The company expanded from the Netherlands into other European markets during the late 2010s and early 2020s. By 2025, it operated in 45 cities across eight countries. In 2026, Swapfiets acquired German e-bike subscription company Dance, bringing the combined customer base to around 290,000.

== History ==
Swapfiets was founded in 2014 by Delft University of Technology students Martijn Obers, Dirk de Bruijn and Richard Burger. The service initially targeted students, offering bicycles for a fixed monthly fee that covered repairs and replacement when required. Steven Uitentuis joined during the company's early development and later took part in its expansion.

After expanding to other Dutch university cities, Swapfiets entered Belgium, Germany and Denmark. By 2020, it was operating in all four countries.

The company's expansion was backed by Ponooc, an investment company associated with Pon. By 2019, Ponooc held a majority stake in Swapfiets. Swapfiets later became part of Pon Holdings, whose bicycle businesses include brands such as Gazelle, Cannondale, Cervélo and Santa Cruz Bicycles.

Swapfiets grew rapidly during the late 2010s and early 2020s. In 2021, it had more than 220,000 bicycles across 64 cities. Its expansion coincided with the emergence of a wider European market for bicycle and e-bike subscriptions.
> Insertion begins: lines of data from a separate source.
//! Internal error taxonomy for provider failures

use std::fmt;

use serde::{Deserialize, Serialize};
use thiserror::Error;

/// Kind of a mapped provider failure
#[derive(Debug, Clone, Copy, PartialEq, Eq, Hash, Serialize, Deserialize)]
#[serde(rename_all = "SCREAMING_SNAKE_CASE")]
pub enum WhatsAppErrorKind {
    /// The recipient number was rejected
    InvalidPhone,
    /// Provider credentials were rejected
    AuthError,
    /// Sending quota exhausted
    QuotaExceeded,
    /// Any other failure
    SendError,
}

impl WhatsAppErrorKind {
    /// Stable code string, e.g. `INVALID_PHONE`
    pub const fn as_str(self) -> &'static str {
        match self {
            Self::InvalidPhone => "INVALID_PHONE",
            Self::AuthError => "AUTH_ERROR",
            Self::QuotaExceeded => "QUOTA_EXCEEDED",
            Self::SendError => "SEND_ERROR",
        }
    }
}

impl fmt::Display for WhatsAppErrorKind {
    fn fmt(&self, f: &mut fmt::Formatter<'_>) -> fmt::Result {
        f.write_str(self.as_str())
    }
}

/// A provider failure translated for HTTP callers
#[derive(Debug, Clone, PartialEq, Eq, Error, Serialize, Deserialize)]
#[error("{message}")]
pub struct WhatsAppError {
    /// Human-readable message, safe to return to clients
    pub message: String,
    /// Error kind
    pub kind: WhatsAppErrorKind,
    /// HTTP status code to answer with
    pub http_status: u16,
}

impl WhatsAppError {
    /// Create a new error
    pub fn new(message: impl Into<String>, kind: WhatsAppErrorKind, http_status: u16) -> Self {
        Self {
            message: message.into(),
            kind,
            http_status,
        }
    }
}

#[cfg(test)]
mod tests {
    use super::*;

    #[test]
    fn kind_codes() {
        assert_eq!(WhatsAppErrorKind::InvalidPhone.as_str(), "INVALID_PHONE");
        assert_eq!(WhatsAppErrorKind::AuthError.as_str(), "AUTH_ERROR");
        assert_eq!(WhatsAppErrorKind::QuotaExceeded.as_str(), "QUOTA_EXCEEDED");
        assert_eq!(WhatsAppErrorKind::SendError.to_string(), "SEND_ERROR");
    }

    #[test]
    fn kind_serializes_screaming_snake() {
        let json = serde_json::to_string(&WhatsAppErrorKind::QuotaExceeded).unwrap();
        assert_eq!(json, "\"QUOTA_EXCEEDED\"");
    }

    #[test]
    fn error_displays_message() {
        let err =
            WhatsAppError::new("Message quota exceeded", WhatsAppErrorKind::QuotaExceeded, 429);
        assert_eq!(err.to_string(), "Message quota exceeded");
        assert_eq!(err.http_status, 429);
    }
}
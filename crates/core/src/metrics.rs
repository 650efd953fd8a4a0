use crate::PlatformObserver;
use std::sync::atomic::{AtomicU64, Ordering};
use std::time::Instant;

#[derive(Debug)]
pub struct SessionMetrics {
    poll_count: AtomicU64,
    idle_poll_count: AtomicU64,
    bytes_echoed: AtomicU64,
    sessions_completed: AtomicU64,
    start_time: Instant,
}

impl Default for SessionMetrics {
    fn default() -> Self {
        Self::new()
    }
}

impl SessionMetrics {
    pub fn new() -> Self {
        Self {
            poll_count: AtomicU64::new(0),
            idle_poll_count: AtomicU64::new(0),
            bytes_echoed: AtomicU64::new(0),
            sessions_completed: AtomicU64::new(0),
            start_time: Instant::now(),
        }
    }

    pub fn reset(&self) {
        self.poll_count.store(0, Ordering::SeqCst);
        self.idle_poll_count.store(0, Ordering::SeqCst);
        self.bytes_echoed.store(0, Ordering::SeqCst);
        self.sessions_completed.store(0, Ordering::SeqCst);
    }

    pub fn get_polls(&self) -> u64 {
        self.poll_count.load(Ordering::SeqCst)
    }

    pub fn get_idle_polls(&self) -> u64 {
        self.idle_poll_count.load(Ordering::SeqCst)
    }

    pub fn get_bytes_echoed(&self) -> u64 {
        self.bytes_echoed.load(Ordering::SeqCst)
    }

    pub fn get_sessions_completed(&self) -> u64 {
        self.sessions_completed.load(Ordering::SeqCst)
    }

    pub fn get_bytes_per_sec(&self) -> f64 {
        let elapsed = self.start_time.elapsed().as_secs_f64();
        if elapsed > 0.0 {
            self.get_bytes_echoed() as f64 / elapsed
        } else {
            0.0
        }
    }
}

impl PlatformObserver for SessionMetrics {
    fn on_poll(&self, ready: bool) {
        self.poll_count.fetch_add(1, Ordering::SeqCst);
        if !ready {
            self.idle_poll_count.fetch_add(1, Ordering::SeqCst);
        }
    }

    fn on_byte_echoed(&self, _byte: u8) {
        self.bytes_echoed.fetch_add(1, Ordering::SeqCst);
    }

    fn on_session_end(&self, _byte_count: u32) {
        self.sessions_completed.fetch_add(1, Ordering::SeqCst);
    }
}
use crate::snapshot::UartSnapshot;
use crate::transport::Transport;
use crate::{SimResult, SimulationError};
use bitflags::bitflags;
use std::any::Any;

/// Register offsets (PL011 layout, byte accesses only).
pub const UARTDR: u64 = 0x00;
pub const UARTFR: u64 = 0x18;
pub const UARTLCR_H: u64 = 0x2C;
pub const UARTCR: u64 = 0x30;

bitflags! {
    /// UARTFR bits.
    #[derive(Debug, Clone, Copy, PartialEq, Eq)]
    pub struct UartFlags: u8 {
        const BUSY = 1 << 3;
        const RXFE = 1 << 4;
        const TXFF = 1 << 5;
        const RXFF = 1 << 6;
        const TXFE = 1 << 7;
    }
}

#[derive(Debug, Clone, Copy, PartialEq, Eq)]
pub struct UartRegisters {
    /// Latest byte transferred in either direction.
    pub data: u8,
    pub flags: UartFlags,
    pub line_control: u8,
    pub control: u8,
}

impl Default for UartRegisters {
    fn default() -> Self {
        Self {
            data: 0,
            // TX completes immediately, so the TX FIFO always reads empty.
            flags: UartFlags::RXFE | UartFlags::TXFE,
            line_control: 0,
            control: 0,
        }
    }
}

/// Polled UART with a single staged receive byte.
/// Data register writes go straight out on the transport.
#[derive(Debug)]
pub struct Uart {
    regs: UartRegisters,
    staged: Option<u8>,
    transport: Box<dyn Transport>,
}

impl Uart {
    pub fn new(transport: Box<dyn Transport>) -> Self {
        Self {
            regs: UartRegisters::default(),
            staged: None,
            transport,
        }
    }

    pub fn registers(&self) -> &UartRegisters {
        &self.regs
    }

    pub fn configure(&mut self, line_control: u8, control: u8) {
        self.regs.line_control = line_control;
        self.regs.control = control;
        tracing::debug!(
            "UART: LCR_H={:#04x} CR={:#04x}",
            self.regs.line_control,
            self.regs.control
        );
    }

    /// Stages the next byte from the transport if none is pending and
    /// reports whether one is ready to read.
    pub fn poll_receive_ready(&mut self) -> bool {
        if self.staged.is_none() && self.transport.has_byte() {
            self.staged = self.transport.take_byte();
            if let Some(byte) = self.staged {
                tracing::trace!("UART: RX staged {:#04x}", byte);
            }
        }
        self.sync_flags();
        !self.regs.flags.contains(UartFlags::RXFE)
    }

    /// Consumes the staged byte. Callers must see `poll_receive_ready()`
    /// return true first.
    pub fn read_data(&mut self) -> SimResult<u8> {
        let byte = self.staged.take().ok_or(SimulationError::ReadWithNoData)?;
        self.regs.data = byte;
        self.sync_flags();
        Ok(byte)
    }

    pub fn write_data(&mut self, byte: u8) {
        self.regs.data = byte;
        self.transport.emit_byte(byte);
        tracing::trace!("UART: TX {:#04x}", byte);
    }

    pub fn snapshot(&self) -> UartSnapshot {
        UartSnapshot {
            data: self.regs.data,
            flags: self.regs.flags.bits(),
            line_control: self.regs.line_control,
            control: self.regs.control,
            rx_staged: self.staged.is_some(),
        }
    }

    fn sync_flags(&mut self) {
        self.regs.flags.set(UartFlags::RXFE, self.staged.is_none());
    }
}

impl crate::Peripheral for Uart {
    fn read(&mut self, offset: u64) -> SimResult<u8> {
        match offset {
            UARTDR => self.read_data(),
            UARTFR => {
                self.poll_receive_ready();
                Ok(self.regs.flags.bits())
            }
            UARTLCR_H => Ok(self.regs.line_control),
            UARTCR => Ok(self.regs.control),
            _ => Ok(0),
        }
    }

    fn write(&mut self, offset: u64, value: u8) -> SimResult<()> {
        match offset {
            UARTDR => self.write_data(value),
            UARTLCR_H => self.configure(value, self.regs.control),
            UARTCR => self.configure(self.regs.line_control, value),
            // UARTFR is read-only
            _ => {}
        }
        Ok(())
    }

    fn as_any(&self) -> Option<&dyn Any> {
        Some(self)
    }

    fn as_any_mut(&mut self) -> Option<&mut dyn Any> {
        Some(self)
    }
}
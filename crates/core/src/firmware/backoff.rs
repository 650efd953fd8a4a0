// LabWired - Firmware Simulation Platform
// Copyright (C) 2026 Andrii Shylenko
//
// This software is released under the MIT License.
// See the LICENSE file in the project root for full license information.

use sideband_config::BackoffConfig;
use std::time::Duration;

/// Delay applied between polls that found no data.
pub trait Backoff: std::fmt::Debug + Send {
    /// `idle_polls` counts consecutive empty polls, starting at 1.
    fn pause(&mut self, idle_polls: u64);
}

#[derive(Debug, Default, Clone, Copy)]
pub struct NoBackoff;

impl Backoff for NoBackoff {
    fn pause(&mut self, _idle_polls: u64) {}
}

/// Busy-waits a fixed number of iterations, like a `while(--i);` delay loop.
#[derive(Debug, Clone, Copy)]
pub struct SpinBackoff {
    pub iterations: u32,
}

impl Backoff for SpinBackoff {
    fn pause(&mut self, _idle_polls: u64) {
        for _ in 0..self.iterations {
            std::hint::spin_loop();
        }
    }
}

#[derive(Debug, Clone, Copy)]
pub struct SleepBackoff {
    pub interval: Duration,
}

impl Backoff for SleepBackoff {
    fn pause(&mut self, _idle_polls: u64) {
        std::thread::sleep(self.interval);
    }
}

pub fn from_config(config: &BackoffConfig) -> Box<dyn Backoff> {
    match *config {
        BackoffConfig::None => Box::new(NoBackoff),
        BackoffConfig::Spin { iterations } => Box::new(SpinBackoff { iterations }),
        BackoffConfig::Sleep { micros } => Box::new(SleepBackoff {
            interval: Duration::from_micros(micros),
        }),
    }
}
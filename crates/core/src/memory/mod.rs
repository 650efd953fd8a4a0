/// A simple flat memory storage
#[derive(Debug)]
pub struct LinearMemory {
    pub data: Vec<u8>,
    pub base_addr: u64,
}

impl LinearMemory {
    pub fn new(size: usize, base_addr: u64) -> Self {
        Self {
            data: vec![0; size],
            base_addr,
        }
    }

    pub fn contains(&self, addr: u64) -> bool {
        addr >= self.base_addr && addr < self.base_addr + self.data.len() as u64
    }

    pub fn read_u8(&self, addr: u64) -> Option<u8> {
        if self.contains(addr) {
            Some(self.data[(addr - self.base_addr) as usize])
        } else {
            None
        }
    }

    pub fn write_u8(&mut self, addr: u64, value: u8) -> bool {
        if self.contains(addr) {
            self.data[(addr - self.base_addr) as usize] = value;
            true
        } else {
            false
        }
    }
}
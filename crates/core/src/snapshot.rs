use crate::firmware::echo::EchoSession;
use serde::{Deserialize, Serialize};

#[derive(Serialize, Deserialize, Debug, Clone, PartialEq)]
pub struct PlatformSnapshot {
    pub uart: Option<UartSnapshot>,
    pub debug_port: Option<DebugPortSnapshot>,
    pub session: SessionSnapshot,
}

#[derive(Serialize, Deserialize, Debug, Clone, PartialEq)]
pub struct UartSnapshot {
    pub data: u8,
    pub flags: u8,
    pub line_control: u8,
    pub control: u8,
    pub rx_staged: bool,
}

#[derive(Serialize, Deserialize, Debug, Clone, PartialEq)]
pub struct DebugPortSnapshot {
    pub base: u64,
    pub capacity: usize,
    pub index: usize,
    pub capturing: bool,
    pub overflowed: bool,
    pub messages_flushed: u64,
}

#[derive(Serialize, Deserialize, Debug, Clone, PartialEq)]
pub struct SessionSnapshot {
    pub byte_count: u32,
    pub terminated: bool,
}

impl From<&EchoSession> for SessionSnapshot {
    fn from(session: &EchoSession) -> Self {
        Self {
            byte_count: session.byte_count,
            terminated: session.is_terminated(),
        }
    }
}

impl PlatformSnapshot {
    pub fn to_json(&self) -> serde_json::Result<String> {
        serde_json::to_string_pretty(self)
    }
}
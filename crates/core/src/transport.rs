// LabWired - Firmware Simulation Platform
// Copyright (C) 2026 Andrii Shylenko
//
// This software is released under the MIT License.
// See the LICENSE file in the project root for full license information.

use std::collections::VecDeque;
use std::sync::{Arc, Mutex, MutexGuard};

/// Wire side of a UART: whatever terminal, socket or file feeds it.
pub trait Transport: std::fmt::Debug + Send {
    fn has_byte(&self) -> bool;
    fn take_byte(&mut self) -> Option<u8>;
    fn emit_byte(&mut self, byte: u8);
}

#[derive(Debug, Default)]
struct Wire {
    rx: VecDeque<u8>,
    tx: Vec<u8>,
}

/// In-memory transport. Clones share the same wire, so a harness can keep a
/// handle to feed input and inspect output after the UART takes ownership.
#[derive(Debug, Clone, Default)]
pub struct ScriptedTransport {
    wire: Arc<Mutex<Wire>>,
}

impl ScriptedTransport {
    pub fn new() -> Self {
        Self::default()
    }

    pub fn with_input(bytes: &[u8]) -> Self {
        let transport = Self::new();
        transport.push_input(bytes);
        transport
    }

    pub fn push_input(&self, bytes: &[u8]) {
        self.wire().rx.extend(bytes.iter().copied());
    }

    pub fn pending_input(&self) -> usize {
        self.wire().rx.len()
    }

    /// Everything the UART has transmitted so far.
    pub fn output(&self) -> Vec<u8> {
        self.wire().tx.clone()
    }

    pub fn take_output(&self) -> Vec<u8> {
        std::mem::take(&mut self.wire().tx)
    }

    fn wire(&self) -> MutexGuard<'_, Wire> {
        // A panicked holder cannot leave the queues half-updated.
        self.wire.lock().unwrap_or_else(|e| e.into_inner())
    }
}

impl Transport for ScriptedTransport {
    fn has_byte(&self) -> bool {
        !self.wire().rx.is_empty()
    }

    fn take_byte(&mut self) -> Option<u8> {
        self.wire().rx.pop_front()
    }

    fn emit_byte(&mut self, byte: u8) {
        self.wire().tx.push(byte);
    }
}
// LabWired - Firmware Simulation Platform
// Copyright (C) 2026 Andrii Shylenko
//
// This software is released under the MIT License.
// See the LICENSE file in the project root for full license information.

//! Host-side firmware that talks to the platform only through bus accesses,
//! the same loads and stores a binary on the target would issue.

pub mod backoff;
pub mod echo;

use crate::peripherals::debug_port::{TRIGGER_BEGIN, TRIGGER_END};
use crate::peripherals::uart::{UARTCR, UARTDR, UARTFR, UARTLCR_H};
use crate::{Bus, SimResult};
use sideband_config::PlatformConfig;

/// Absolute register addresses as firmware sees them.
#[derive(Debug, Clone, Copy, PartialEq, Eq)]
pub struct RegisterMap {
    pub uart_base: u64,
    pub debug_base: u64,
}

impl RegisterMap {
    pub fn uartdr(&self) -> u64 {
        self.uart_base + UARTDR
    }

    pub fn uartfr(&self) -> u64 {
        self.uart_base + UARTFR
    }

    pub fn uartlcr_h(&self) -> u64 {
        self.uart_base + UARTLCR_H
    }

    pub fn uartcr(&self) -> u64 {
        self.uart_base + UARTCR
    }

    pub fn log_buff(&self) -> u64 {
        self.debug_base
    }

    pub fn log_trig(&self) -> u64 {
        self.debug_base + 1
    }
}

impl From<&PlatformConfig> for RegisterMap {
    fn from(config: &PlatformConfig) -> Self {
        Self {
            uart_base: config.uart.base,
            debug_base: config.debug_port.base,
        }
    }
}

/// Prints `text` through the debug sideband: BEGIN, one store per byte,
/// a NUL terminator, then END.
///
/// Stores stop at the first rejected byte, but END is always written so the
/// port flushes what it captured. The first error is returned.
pub fn dbg_print(bus: &mut dyn Bus, map: &RegisterMap, text: &[u8]) -> SimResult<()> {
    bus.write_u8(map.log_trig(), TRIGGER_BEGIN)?;
    let stored = text
        .iter()
        .chain(std::iter::once(&0))
        .try_for_each(|&byte| bus.write_u8(map.log_buff(), byte));
    let flushed = bus.write_u8(map.log_trig(), TRIGGER_END);
    stored.and(flushed)
}

#[cfg(test)]
mod tests {
    use super::*;
    use crate::bus::SystemBus;
    use crate::peripherals::debug_port::CollectingSink;
    use crate::transport::ScriptedTransport;
    use crate::SimulationError;

    fn setup() -> (SystemBus, RegisterMap, CollectingSink) {
        let mut config = PlatformConfig::default();
        config.debug_port.capacity = 8;
        let sink = CollectingSink::new();
        let bus = SystemBus::from_config(
            &config,
            Box::new(ScriptedTransport::new()),
            Box::new(sink.clone()),
        )
        .unwrap();
        (bus, RegisterMap::from(&config), sink)
    }

    #[test]
    fn test_dbg_print() {
        let (mut bus, map, sink) = setup();
        dbg_print(&mut bus, &map, b"ready").unwrap();
        let messages = sink.messages();
        assert_eq!(messages.len(), 1);
        assert_eq!(messages[0].text, b"ready");
        assert!(messages[0].terminated);
    }

    #[test]
    fn test_dbg_print_overflow_still_flushes() {
        let (mut bus, map, sink) = setup();
        let err = dbg_print(&mut bus, &map, b"0123456789").unwrap_err();
        assert_eq!(
            err,
            SimulationError::BufferOverflow {
                needed: 9,
                capacity: 8
            }
        );

        let messages = sink.messages();
        assert_eq!(messages.len(), 1);
        assert_eq!(messages[0].text, b"01234567");
        assert!(messages[0].overflowed);
        assert!(!messages[0].terminated);
        assert!(!bus.debug_port().unwrap().capture().is_capturing());

        // The port accepts the next print normally.
        dbg_print(&mut bus, &map, b"ok").unwrap();
        assert_eq!(sink.texts().last().unwrap(), "ok");
    }
}
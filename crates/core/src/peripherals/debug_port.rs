// LabWired - Firmware Simulation Platform
// Copyright (C) 2026 Andrii Shylenko
//
// This software is released under the MIT License.
// See the LICENSE file in the project root for full license information.

//! Debug print sideband.
//!
//! Firmware without a console prints diagnostics through two write-only
//! byte registers:
//!
//! | Address    | Register | Behaviour                                        |
//! |------------|----------|--------------------------------------------------|
//! | `base + 0` | BUFFER   | Appends one byte while a capture is active       |
//! | `base + 1` | TRIGGER  | `0x00` begins a capture, `0xFF` ends and flushes |
//!
//! A message is the captured bytes up to the first `0x00`. Each completed
//! capture is handed to a [`MessageSink`] exactly once.

use crate::snapshot::DebugPortSnapshot;
use crate::{SimResult, SimulationError, WriteHook};
use std::any::Any;
use std::borrow::Cow;
use std::sync::{Arc, Mutex};

pub const TRIGGER_BEGIN: u8 = 0x00;
pub const TRIGGER_END: u8 = 0xFF;

/// A store into the debug window, decoded once from its address.
#[derive(Debug, Clone, Copy, PartialEq, Eq)]
pub enum WriteTarget {
    Buffer(u8),
    Trigger(u8),
}

impl WriteTarget {
    pub fn decode(base: u64, addr: u64, value: u8) -> Option<Self> {
        match addr.checked_sub(base)? {
            0 => Some(WriteTarget::Buffer(value)),
            1 => Some(WriteTarget::Trigger(value)),
            _ => None,
        }
    }
}

/// One flushed capture.
#[derive(Debug, Clone, PartialEq, Eq)]
pub struct DebugMessage {
    pub text: Vec<u8>,
    /// False when END arrived before any `0x00` was captured.
    pub terminated: bool,
    /// True when appends were rejected because the buffer was full.
    pub overflowed: bool,
}

impl DebugMessage {
    pub fn text_lossy(&self) -> Cow<'_, str> {
        String::from_utf8_lossy(&self.text)
    }
}

/// What a single notification did to the channel.
#[derive(Debug, Clone, Copy, PartialEq, Eq)]
pub enum DebugEvent {
    Ignored,
    Began,
    /// BEGIN arrived mid-capture; the partial capture was dropped.
    Restarted { discarded: usize },
    Appended { index: usize },
    Flushed { len: usize },
}

pub trait MessageSink: std::fmt::Debug + Send {
    fn on_message(&mut self, message: &DebugMessage);
}

/// Logs each message the way the platform console prints them.
#[derive(Debug, Default)]
pub struct TracingSink;

impl MessageSink for TracingSink {
    fn on_message(&mut self, message: &DebugMessage) {
        if message.terminated {
            tracing::info!("(DBG_STR) {}", message.text_lossy());
        } else {
            tracing::warn!("(DBG_STR) {} [unterminated]", message.text_lossy());
        }
    }
}

/// Keeps every message; clones share the same list.
#[derive(Debug, Clone, Default)]
pub struct CollectingSink {
    messages: Arc<Mutex<Vec<DebugMessage>>>,
}

impl CollectingSink {
    pub fn new() -> Self {
        Self::default()
    }

    pub fn messages(&self) -> Vec<DebugMessage> {
        self.messages
            .lock()
            .unwrap_or_else(|e| e.into_inner())
            .clone()
    }

    pub fn texts(&self) -> Vec<String> {
        self.messages()
            .iter()
            .map(|m| m.text_lossy().into_owned())
            .collect()
    }
}

impl MessageSink for CollectingSink {
    fn on_message(&mut self, message: &DebugMessage) {
        self.messages
            .lock()
            .unwrap_or_else(|e| e.into_inner())
            .push(message.clone());
    }
}

/// Fixed-capacity capture storage. The cursor never passes `capacity`.
#[derive(Debug)]
pub struct CaptureBuffer {
    data: Box<[u8]>,
    index: usize,
    capturing: bool,
    overflowed: bool,
}

impl CaptureBuffer {
    pub fn new(capacity: usize) -> Self {
        Self {
            data: vec![0; capacity].into_boxed_slice(),
            index: 0,
            capturing: false,
            overflowed: false,
        }
    }

    pub fn capacity(&self) -> usize {
        self.data.len()
    }

    pub fn index(&self) -> usize {
        self.index
    }

    pub fn is_capturing(&self) -> bool {
        self.capturing
    }

    pub fn has_overflowed(&self) -> bool {
        self.overflowed
    }

    /// Starts a new capture. Returns the length of a capture it replaced.
    fn begin(&mut self) -> Option<usize> {
        let discarded = self.capturing.then_some(self.index);
        self.index = 0;
        self.capturing = true;
        self.overflowed = false;
        discarded
    }

    fn append(&mut self, byte: u8) -> SimResult<usize> {
        if self.index >= self.data.len() {
            self.overflowed = true;
            return Err(SimulationError::BufferOverflow {
                needed: self.index + 1,
                capacity: self.data.len(),
            });
        }
        let at = self.index;
        self.data[at] = byte;
        self.index += 1;
        Ok(at)
    }

    /// Ends the capture. `None` if no capture was active.
    fn finish(&mut self) -> Option<DebugMessage> {
        if !self.capturing {
            return None;
        }
        self.capturing = false;

        // Only the bytes written during this capture are scanned.
        let live = &self.data[..self.index];
        let (text, terminated) = match live.iter().position(|&b| b == 0) {
            Some(end) => (live[..end].to_vec(), true),
            None => (live.to_vec(), false),
        };
        Some(DebugMessage {
            text,
            terminated,
            overflowed: self.overflowed,
        })
    }
}

/// Debug sideband channel, owned by the bus that routes the window to it.
#[derive(Debug)]
pub struct DebugPort {
    base: u64,
    capture: CaptureBuffer,
    sink: Box<dyn MessageSink>,
    messages_flushed: u64,
}

impl DebugPort {
    pub fn new(base: u64, capacity: usize, sink: Box<dyn MessageSink>) -> Self {
        Self {
            base,
            capture: CaptureBuffer::new(capacity),
            sink,
            messages_flushed: 0,
        }
    }

    pub fn base(&self) -> u64 {
        self.base
    }

    pub fn capture(&self) -> &CaptureBuffer {
        &self.capture
    }

    pub fn messages_flushed(&self) -> u64 {
        self.messages_flushed
    }

    pub fn notify_write(&mut self, addr: u64, value: u8) -> SimResult<DebugEvent> {
        let Some(target) = WriteTarget::decode(self.base, addr, value) else {
            return Ok(DebugEvent::Ignored);
        };

        match target {
            WriteTarget::Trigger(TRIGGER_BEGIN) => match self.capture.begin() {
                Some(discarded) => {
                    tracing::warn!(
                        "DebugPort: BEGIN during active capture, dropping {} bytes",
                        discarded
                    );
                    Ok(DebugEvent::Restarted { discarded })
                }
                None => {
                    tracing::debug!("DebugPort: capture started");
                    Ok(DebugEvent::Began)
                }
            },
            WriteTarget::Trigger(TRIGGER_END) => self.flush(),
            WriteTarget::Trigger(other) => {
                tracing::trace!("DebugPort: ignoring trigger value {:#04x}", other);
                Ok(DebugEvent::Ignored)
            }
            WriteTarget::Buffer(byte) if self.capture.is_capturing() => {
                let first_overflow = !self.capture.has_overflowed();
                match self.capture.append(byte) {
                    Ok(index) => Ok(DebugEvent::Appended { index }),
                    Err(e) => {
                        if first_overflow {
                            tracing::warn!("DebugPort: {}", e);
                        }
                        Err(e)
                    }
                }
            }
            WriteTarget::Buffer(_) => Ok(DebugEvent::Ignored),
        }
    }

    fn flush(&mut self) -> SimResult<DebugEvent> {
        let Some(message) = self.capture.finish() else {
            tracing::warn!("DebugPort: END without an active capture");
            return Err(SimulationError::ProtocolSequence(
                "END written to TRIGGER without an active capture",
            ));
        };

        self.sink.on_message(&message);
        self.messages_flushed += 1;

        let len = message.text.len();
        if message.terminated {
            Ok(DebugEvent::Flushed { len })
        } else {
            Err(SimulationError::UnterminatedMessage { len })
        }
    }

    pub fn snapshot(&self) -> DebugPortSnapshot {
        DebugPortSnapshot {
            base: self.base,
            capacity: self.capture.capacity(),
            index: self.capture.index(),
            capturing: self.capture.is_capturing(),
            overflowed: self.capture.has_overflowed(),
            messages_flushed: self.messages_flushed,
        }
    }
}

impl WriteHook for DebugPort {
    fn on_write(&mut self, addr: u64, value: u8) -> SimResult<()> {
        self.notify_write(addr, value).map(|_| ())
    }

    fn as_any(&self) -> Option<&dyn Any> {
        Some(self)
    }

    fn as_any_mut(&mut self) -> Option<&mut dyn Any> {
        Some(self)
    }
}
In May 2026, Swapfiets acquired Dance, an e-bike subscription company operating in Paris, Berlin and Hamburg. Dance continued to operate under its own brand following the acquisition. The transaction brought the combined customer base to around 290,000 across 45 cities.

== Business model and operations ==
Swapfiets differs from short-term bicycle-sharing systems by assigning bicycles to individual subscribers for longer periods. Customers pay a recurring fee that covers use of the bicycle, maintenance and repairs. If a bicycle cannot be repaired promptly, it can be exchanged for another one.

The service initially attracted a large number of students and younger urban residents. The blue front tyre became a distinctive feature of Swapfiets bicycles. The company later expanded its range with electric bicycles as demand for e-bike subscriptions increased.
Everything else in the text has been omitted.